_THE DATA_:
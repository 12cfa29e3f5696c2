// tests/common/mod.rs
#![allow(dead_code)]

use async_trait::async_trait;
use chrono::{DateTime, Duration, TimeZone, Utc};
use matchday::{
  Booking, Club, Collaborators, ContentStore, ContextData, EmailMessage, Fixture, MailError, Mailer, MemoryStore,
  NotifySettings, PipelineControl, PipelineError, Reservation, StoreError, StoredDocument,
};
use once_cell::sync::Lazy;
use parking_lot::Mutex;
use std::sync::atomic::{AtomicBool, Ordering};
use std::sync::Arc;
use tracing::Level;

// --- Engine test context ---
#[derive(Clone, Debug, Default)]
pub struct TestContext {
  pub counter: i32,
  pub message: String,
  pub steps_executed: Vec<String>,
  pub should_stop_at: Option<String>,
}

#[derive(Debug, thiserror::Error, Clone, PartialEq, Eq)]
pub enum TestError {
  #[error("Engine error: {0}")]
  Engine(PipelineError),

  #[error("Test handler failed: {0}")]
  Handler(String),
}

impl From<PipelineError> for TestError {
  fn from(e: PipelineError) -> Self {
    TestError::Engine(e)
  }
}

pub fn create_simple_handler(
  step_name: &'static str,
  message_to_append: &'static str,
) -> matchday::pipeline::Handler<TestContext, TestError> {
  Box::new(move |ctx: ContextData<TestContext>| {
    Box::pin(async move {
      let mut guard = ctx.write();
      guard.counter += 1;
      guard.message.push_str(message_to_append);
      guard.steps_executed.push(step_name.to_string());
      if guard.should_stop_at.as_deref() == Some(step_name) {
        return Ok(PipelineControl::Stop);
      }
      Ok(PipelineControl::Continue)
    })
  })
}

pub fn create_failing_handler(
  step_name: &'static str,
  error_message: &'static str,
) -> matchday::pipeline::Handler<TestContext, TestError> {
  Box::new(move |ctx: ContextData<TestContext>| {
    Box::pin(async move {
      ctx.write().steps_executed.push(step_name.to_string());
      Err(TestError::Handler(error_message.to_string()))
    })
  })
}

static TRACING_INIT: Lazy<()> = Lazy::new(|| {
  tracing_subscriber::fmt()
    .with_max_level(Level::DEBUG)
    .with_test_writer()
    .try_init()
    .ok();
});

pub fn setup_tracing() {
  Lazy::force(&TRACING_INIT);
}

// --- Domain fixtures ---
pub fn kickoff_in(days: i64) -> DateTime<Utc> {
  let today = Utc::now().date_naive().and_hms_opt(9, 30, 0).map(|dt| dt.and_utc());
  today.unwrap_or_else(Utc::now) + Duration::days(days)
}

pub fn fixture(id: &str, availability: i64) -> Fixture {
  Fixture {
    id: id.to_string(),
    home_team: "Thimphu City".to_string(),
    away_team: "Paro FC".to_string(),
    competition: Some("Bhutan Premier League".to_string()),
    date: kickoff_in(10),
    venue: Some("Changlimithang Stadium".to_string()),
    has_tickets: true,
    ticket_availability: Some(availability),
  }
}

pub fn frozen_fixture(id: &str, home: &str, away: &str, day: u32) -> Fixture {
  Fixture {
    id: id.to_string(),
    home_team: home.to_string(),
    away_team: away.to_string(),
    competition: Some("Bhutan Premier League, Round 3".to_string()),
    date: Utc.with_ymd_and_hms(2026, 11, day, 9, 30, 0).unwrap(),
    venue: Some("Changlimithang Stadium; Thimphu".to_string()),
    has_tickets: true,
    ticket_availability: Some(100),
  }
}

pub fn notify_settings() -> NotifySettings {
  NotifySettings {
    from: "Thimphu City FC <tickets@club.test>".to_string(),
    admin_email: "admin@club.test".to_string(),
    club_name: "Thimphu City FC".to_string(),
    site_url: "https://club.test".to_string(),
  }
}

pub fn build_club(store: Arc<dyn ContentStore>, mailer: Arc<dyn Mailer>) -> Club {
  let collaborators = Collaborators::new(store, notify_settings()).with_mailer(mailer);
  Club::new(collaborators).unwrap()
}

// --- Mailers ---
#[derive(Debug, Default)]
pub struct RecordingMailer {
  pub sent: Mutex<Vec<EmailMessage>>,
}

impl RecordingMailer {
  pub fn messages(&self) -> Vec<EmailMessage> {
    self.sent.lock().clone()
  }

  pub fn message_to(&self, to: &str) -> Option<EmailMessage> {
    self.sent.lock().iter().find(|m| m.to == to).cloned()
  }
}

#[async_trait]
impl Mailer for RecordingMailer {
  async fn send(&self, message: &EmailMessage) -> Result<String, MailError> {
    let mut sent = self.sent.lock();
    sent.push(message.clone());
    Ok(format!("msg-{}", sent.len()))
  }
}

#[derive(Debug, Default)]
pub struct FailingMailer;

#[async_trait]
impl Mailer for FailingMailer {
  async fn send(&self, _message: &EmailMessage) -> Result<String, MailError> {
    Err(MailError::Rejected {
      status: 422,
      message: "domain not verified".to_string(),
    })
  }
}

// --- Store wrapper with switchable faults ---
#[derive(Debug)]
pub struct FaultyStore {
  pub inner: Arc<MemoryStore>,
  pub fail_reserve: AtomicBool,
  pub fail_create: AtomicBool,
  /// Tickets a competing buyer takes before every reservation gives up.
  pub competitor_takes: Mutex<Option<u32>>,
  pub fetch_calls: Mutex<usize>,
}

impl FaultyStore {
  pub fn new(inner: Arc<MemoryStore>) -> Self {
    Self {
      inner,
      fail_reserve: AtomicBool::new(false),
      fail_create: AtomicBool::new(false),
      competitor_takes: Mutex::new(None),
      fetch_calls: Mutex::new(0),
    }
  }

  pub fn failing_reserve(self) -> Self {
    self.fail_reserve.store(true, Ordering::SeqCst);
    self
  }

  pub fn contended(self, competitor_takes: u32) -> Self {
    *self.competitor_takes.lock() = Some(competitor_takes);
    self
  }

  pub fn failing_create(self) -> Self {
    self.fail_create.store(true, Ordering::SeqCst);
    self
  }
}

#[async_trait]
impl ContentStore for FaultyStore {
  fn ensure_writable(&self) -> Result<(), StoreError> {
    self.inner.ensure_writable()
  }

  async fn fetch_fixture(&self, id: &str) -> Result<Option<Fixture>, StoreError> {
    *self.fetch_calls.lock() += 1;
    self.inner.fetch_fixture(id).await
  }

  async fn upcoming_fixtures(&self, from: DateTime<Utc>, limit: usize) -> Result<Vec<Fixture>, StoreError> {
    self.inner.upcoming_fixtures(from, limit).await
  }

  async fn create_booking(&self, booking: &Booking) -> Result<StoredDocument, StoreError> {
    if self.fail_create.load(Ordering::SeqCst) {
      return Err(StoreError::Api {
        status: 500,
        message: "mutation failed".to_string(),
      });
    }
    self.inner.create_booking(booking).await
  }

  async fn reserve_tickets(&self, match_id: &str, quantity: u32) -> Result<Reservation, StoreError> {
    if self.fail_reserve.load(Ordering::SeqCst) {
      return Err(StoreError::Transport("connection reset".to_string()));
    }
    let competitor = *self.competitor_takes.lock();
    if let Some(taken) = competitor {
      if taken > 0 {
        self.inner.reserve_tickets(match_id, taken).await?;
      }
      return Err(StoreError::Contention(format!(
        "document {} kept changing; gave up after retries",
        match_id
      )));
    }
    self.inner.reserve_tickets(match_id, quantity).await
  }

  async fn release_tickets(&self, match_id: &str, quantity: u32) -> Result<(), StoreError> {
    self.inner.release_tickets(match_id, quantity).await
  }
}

_WHAT YOU SHOULD DO_: The complete listing is to be repeated exactly.

_EXERCISE RESULT_:
repository 12cfa29e3f5696c2
// tests/common/mod.rs
#![allow(dead_code)]

use async_trait::async_trait;
use chrono::{DateTime, Duration, TimeZone, Utc};
use matchday::{
  Booking, Club, Collaborators, ContentStore, ContextData, EmailMessage, Fixture, MailError, Mailer, MemoryStore,
  NotifySettings, PipelineControl, PipelineError, Reservation, StoreError, StoredDocument,
};
use once_cell::sync::Lazy;
use parking_lot::Mutex;
use std::sync::atomic::{AtomicBool, Ordering};
use std::sync::Arc;
use tracing::Level;

// --- Engine test context ---
#[derive(Clone, Debug, Default)]
pub struct TestContext {
  pub counter: i32,
  pub message: String,
  pub steps_executed: Vec<String>,
  pub should_stop_at: Option<String>,
}

#[derive(Debug, thiserror::Error, Clone, PartialEq, Eq)]
pub enum TestError {
  #[error("Engine error: {0}")]
  Engine(PipelineError),

  #[error("Test handler failed: {0}")]
  Handler(String),
}

impl From<PipelineError> for TestError {
  fn from(e: PipelineError) -> Self {
    TestError::Engine(e)
  }
}

pub fn create_simple_handler(
  step_name: &'static str,
  message_to_append: &'static str,
) -> matchday::pipeline::Handler<TestContext, TestError> {
  Box::new(move |ctx: ContextData<TestContext>| {
    Box::pin(async move {
      let mut guard = ctx.write();
      guard.counter += 1;
      guard.message.push_str(message_to_append);
      guard.steps_executed.push(step_name.to_string());
      if guard.should_stop_at.as_deref() == Some(step_name) {
        return Ok(PipelineControl::Stop);
      }
      Ok(PipelineControl::Continue)
    })
  })
}

pub fn create_failing_handler(
  step_name: &'static str,
  error_message: &'static str,
) -> matchday::pipeline::Handler<TestContext, TestError> {
  Box::new(move |ctx: ContextData<TestContext>| {
    Box::pin(async move {
      ctx.write().steps_executed.push(step_name.to_string());
      Err(TestError::Handler(error_message.to_string()))
    })
  })
}

static TRACING_INIT: Lazy<()> = Lazy::new(|| {
  tracing_subscriber::fmt()
    .with_max_level(Level::DEBUG)
    .with_test_writer()
    .try_init()
    .ok();
});

pub fn setup_tracing() {
  Lazy::force(&TRACING_INIT);
}

// --- Domain fixtures ---
pub fn kickoff_in(days: i64) -> DateTime<Utc> {
  let today = Utc::now().date_naive().and_hms_opt(9, 30, 0).map(|dt| dt.and_utc());
  today.unwrap_or_else(Utc::now) + Duration::days(days)
}

pub fn fixture(id: &str, availability: i64) -> Fixture {
  Fixture {
    id: id.to_string(),
    home_team: "Thimphu City".to_string(),
    away_team: "Paro FC".to_string(),
    competition: Some("Bhutan Premier League".to_string()),
    date: kickoff_in(10),
    venue: Some("Changlimithang Stadium".to_string()),
    has_tickets: true,
    ticket_availability: Some(availability),
  }
}

pub fn frozen_fixture(id: &str, home: &str, away: &str, day: u32) -> Fixture {
  Fixture {
    id: id.to_string(),
    home_team: home.to_string(),
    away_team: away.to_string(),
    competition: Some("Bhutan Premier League, Round 3".to_string()),
    date: Utc.with_ymd_and_hms(2026, 11, day, 9, 30, 0).unwrap(),
    venue: Some("Changlimithang Stadium; Thimphu".to_string()),
    has_tickets: true,
    ticket_availability: Some(100),
  }
}

pub fn notify_settings() -> NotifySettings {
  NotifySettings {
    from: "Thimphu City FC <tickets@club.test>".to_string(),
    admin_email: "admin@club.test".to_string(),
    club_name: "Thimphu City FC".to_string(),
    site_url: "https://club.test".to_string(),
  }
}

pub fn build_club(store: Arc<dyn ContentStore>, mailer: Arc<dyn Mailer>) -> Club {
  let collaborators = Collaborators::new(store, notify_settings()).with_mailer(mailer);
  Club::new(collaborators).unwrap()
}

// --- Mailers ---
#[derive(Debug, Default)]
pub struct RecordingMailer {
  pub sent: Mutex<Vec<EmailMessage>>,
}

impl RecordingMailer {
  pub fn messages(&self) -> Vec<EmailMessage> {
    self.sent.lock().clone()
  }

  pub fn message_to(&self, to: &str) -> Option<EmailMessage> {
    self.sent.lock().iter().find(|m| m.to == to).cloned()
  }
}

#[async_trait]
impl Mailer for RecordingMailer {
  async fn send(&self, message: &EmailMessage) -> Result<String, MailError> {
    let mut sent = self.sent.lock();
    sent.push(message.clone());
    Ok(format!("msg-{}", sent.len()))
  }
}

#[derive(Debug, Default)]
pub struct FailingMailer;

#[async_trait]
impl Mailer for FailingMailer {
  async fn send(&self, _message: &EmailMessage) -> Result<String, MailError> {
    Err(MailError::Rejected {
      status: 422,
      message: "domain not verified".to_string(),
    })
  }
}

// --- Store wrapper with switchable faults ---
#[derive(Debug)]
pub struct FaultyStore {
  pub inner: Arc<MemoryStore>,
  pub fail_reserve: AtomicBool,
  pub fail_create: AtomicBool,
  /// Tickets a competing buyer takes before every reservation gives up.
  pub competitor_takes: Mutex<Option<u32>>,
  pub fetch_calls: Mutex<usize>,
}

impl FaultyStore {
  pub fn new(inner: Arc<MemoryStore>) -> Self {
    Self {
      inner,
      fail_reserve: AtomicBool::new(false),
      fail_create: AtomicBool::new(false),
      competitor_takes: Mutex::new(None),
      fetch_calls: Mutex::new(0),
    }
  }

  pub fn failing_reserve(self) -> Self {
    self.fail_reserve.store(true, Ordering::SeqCst);
    self
  }

  pub fn contended(self, competitor_takes: u32) -> Self {
    *self.competitor_takes.lock() = Some(competitor_takes);
    self
  }

  pub fn failing_create(self) -> Self {
    self.fail_create.store(true, Ordering::SeqCst);
    self
  }
}

#[async_trait]
impl ContentStore for FaultyStore {
  fn ensure_writable(&self) -> Result<(), StoreError> {
    self.inner.ensure_writable()
  }

  async fn fetch_fixture(&self, id: &str) -> Result<Option<Fixture>, StoreError> {
    *self.fetch_calls.lock() += 1;
    self.inner.fetch_fixture(id).await
  }

  async fn upcoming_fixtures(&self, from: DateTime<Utc>, limit: usize) -> Result<Vec<Fixture>, StoreError> {
    self.inner.upcoming_fixtures(from, limit).await
  }

  async fn create_booking(&self, booking: &Booking) -> Result<StoredDocument, StoreError> {
    if self.fail_create.load(Ordering::SeqCst) {
      return Err(StoreError::Api {
        status: 500,
        message: "mutation failed".to_string(),
      });
    }
    self.inner.create_booking(booking).await
  }

  async fn reserve_tickets(&self, match_id: &str, quantity: u32) -> Result<Reservation, StoreError> {
    if self.fail_reserve.load(Ordering::SeqCst) {
      return Err(StoreError::Transport("connection reset".to_string()));
    }
    let competitor = *self.competitor_takes.lock();
    if let Some(taken) = competitor {
      if taken > 0 {
        self.inner.reserve_tickets(match_id, taken).await?;
      }
      return Err(StoreError::Contention(format!(
        "document {} kept changing; gave up after retries",
        match_id
      )));
    }
    self.inner.reserve_tickets(match_id, quantity).await
  }

  async fn release_tickets(&self, match_id: &str, quantity: u32) -> Result<(), StoreError> {
    self.inner.release_tickets(match_id, quantity).await
  }
}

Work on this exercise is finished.